+++ EXERCISE INPUT +++
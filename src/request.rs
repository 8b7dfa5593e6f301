// SPDX-License-Identifier: Apache-2.0
// Copyright 2026 AuraIO Contributors


//! In-flight read and write requests

use crate::buffer::BufferRef;
use crate::callback::IoCallback;
use crate::error::{Error, Result};
use crate::file::FileId;
use std::fmt;

/// Transfer size reported when the final byte count could not be obtained
pub const TRANSFER_FAILED: isize = -1;

/// Direction of an I/O request
#[derive(Debug, Clone, Copy, PartialEq, Eq, Hash)]
pub enum Op {
    /// Read from the file into the buffer
    Read,
    /// Write the buffer to the file
    Write,
}

/// Identifier of a submitted request
///
/// Valid from a successful submission until the request's completion
/// callback returns; afterwards [`Engine::is_pending`](crate::Engine::is_pending)
/// reports `false` and the slot may be reused under a new generation.
#[derive(Clone, Copy, PartialEq, Eq, Hash)]
pub struct RequestId {
    key: u32,
    generation: u32,
}

impl RequestId {
    pub(crate) fn new(key: usize, generation: u32) -> Self {
        debug_assert!(key <= u32::MAX as usize, "request arena exhausted");
        Self {
            key: key as u32,
            generation,
        }
    }

    pub(crate) fn key(self) -> usize {
        self.key as usize
    }

    pub(crate) fn generation(self) -> u32 {
        self.generation
    }

    /// Pack into the 64-bit token handed to the backend
    pub(crate) fn to_token(self) -> u64 {
        (u64::from(self.key) << 32) | u64::from(self.generation)
    }

    pub(crate) fn from_token(token: u64) -> Self {
        Self {
            key: (token >> 32) as u32,
            generation: token as u32,
        }
    }
}

impl fmt::Debug for RequestId {
    fn fmt(&self, f: &mut fmt::Formatter<'_>) -> fmt::Result {
        write!(f, "RequestId({}:{})", self.key, self.generation)
    }
}

/// Bookkeeping for one in-flight request
pub(crate) struct Request {
    pub generation: u32,
    pub file: FileId,
    pub op: Op,
    pub buf: BufferRef,
    pub offset: i64,
    /// 0 if the backend completed the request at submission
    pub queued_bytes: usize,
    pub callback: Option<IoCallback>,
}

/// Outcome of a finished request, handed to its callback
///
/// The caller still owns `buf`; nothing here frees or copies it.
#[derive(Debug)]
pub struct Completion {
    /// The request that finished
    pub request: RequestId,
    /// The handle that issued it
    pub file: FileId,
    /// Read or write
    pub op: Op,
    /// Absolute offset the request was issued at
    pub offset: i64,
    /// The buffer supplied at submission
    pub buf: BufferRef,
    /// OS-reported status of the transfer
    pub status: Result<()>,
    /// Bytes transferred, or [`TRANSFER_FAILED`]
    pub transferred: isize,
}

impl Completion {
    pub(crate) fn from_os_result(
        id: RequestId,
        req: &Request,
        result: std::io::Result<usize>,
    ) -> Self {
        let (status, transferred) = match result {
            Ok(n) => (Ok(()), isize::try_from(n).unwrap_or(TRANSFER_FAILED)),
            Err(e) => (Err(Error::Io(e)), TRANSFER_FAILED),
        };
        Self {
            request: id,
            file: req.file,
            op: req.op,
            offset: req.offset,
            buf: req.buf,
            status,
            transferred,
        }
    }

    /// Whether the OS reported success
    pub fn is_ok(&self) -> bool {
        self.status.is_ok()
    }

    /// Fold status and transfer size into a single result
    pub fn result(self) -> Result<usize> {
        self.status?;
        usize::try_from(self.transferred).map_err(|_| Error::from_raw_os_error(libc::EIO))
    }
}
+++
Every line of the material is to be set down again verbatim.

filename src/request.rs
repository 8b7dfa5593e6f301
// SPDX-License-Identifier: Apache-2.0
// Copyright 2026 AuraIO Contributors


//! In-flight read and write requests

use crate::buffer::BufferRef;
use crate::callback::IoCallback;
use crate::error::{Error, Result};
use crate::file::FileId;
use std::fmt;

/// Transfer size reported when the final byte count could not be obtained
pub const TRANSFER_FAILED: isize = -1;

/// Direction of an I/O request
#[derive(Debug, Clone, Copy, PartialEq, Eq, Hash)]
pub enum Op {
    /// Read from the file into the buffer
    Read,
    /// Write the buffer to the file
    Write,
}

/// Identifier of a submitted request
///
/// Valid from a successful submission until the request's completion
/// callback returns; afterwards [`Engine::is_pending`](crate::Engine::is_pending)
/// reports `false` and the slot may be reused under a new generation.
#[derive(Clone, Copy, PartialEq, Eq, Hash)]
pub struct RequestId {
    key: u32,
    generation: u32,
}

impl RequestId {
    pub(crate) fn new(key: usize, generation: u32) -> Self {
        debug_assert!(key <= u32::MAX as usize, "request arena exhausted");
        Self {
            key: key as u32,
            generation,
        }
    }

    pub(crate) fn key(self) -> usize {
        self.key as usize
    }

    pub(crate) fn generation(self) -> u32 {
        self.generation
    }

    /// Pack into the 64-bit token handed to the backend
    pub(crate) fn to_token(self) -> u64 {
        (u64::from(self.key) << 32) | u64::from(self.generation)
    }

    pub(crate) fn from_token(token: u64) -> Self {
        Self {
            key: (token >> 32) as u32,
            generation: token as u32,
        }
    }
}

impl fmt::Debug for RequestId {
    fn fmt(&self, f: &mut fmt::Formatter<'_>) -> fmt::Result {
        write!(f, "RequestId({}:{})", self.key, self.generation)
    }
}

/// Bookkeeping for one in-flight request
pub(crate) struct Request {
    pub generation: u32,
    pub file: FileId,
    pub op: Op,
    pub buf: BufferRef,
    pub offset: i64,
    /// 0 if the backend completed the request at submission
    pub queued_bytes: usize,
    pub callback: Option<IoCallback>,
}

/// Outcome of a finished request, handed to its callback
///
/// The caller still owns `buf`; nothing here frees or copies it.
#[derive(Debug)]
pub struct Completion {
    /// The request that finished
    pub request: RequestId,
    /// The handle that issued it
    pub file: FileId,
    /// Read or write
    pub op: Op,
    /// Absolute offset the request was issued at
    pub offset: i64,
    /// The buffer supplied at submission
    pub buf: BufferRef,
    /// OS-reported status of the transfer
    pub status: Result<()>,
    /// Bytes transferred, or [`TRANSFER_FAILED`]
    pub transferred: isize,
}

impl Completion {
    pub(crate) fn from_os_result(
        id: RequestId,
        req: &Request,
        result: std::io::Result<usize>,
    ) -> Self {
        let (status, transferred) = match result {
            Ok(n) => (Ok(()), isize::try_from(n).unwrap_or(TRANSFER_FAILED)),
            Err(e) => (Err(Error::Io(e)), TRANSFER_FAILED),
        };
        Self {
            request: id,
            file: req.file,
            op: req.op,
            offset: req.offset,
            buf: req.buf,
            status,
            transferred,
        }
    }

    /// Whether the OS reported success
    pub fn is_ok(&self) -> bool {
        self.status.is_ok()
    }

    /// Fold status and transfer size into a single result
    pub fn result(self) -> Result<usize> {
        self.status?;
        usize::try_from(self.transferred).map_err(|_| Error::from_raw_os_error(libc::EIO))
    }
}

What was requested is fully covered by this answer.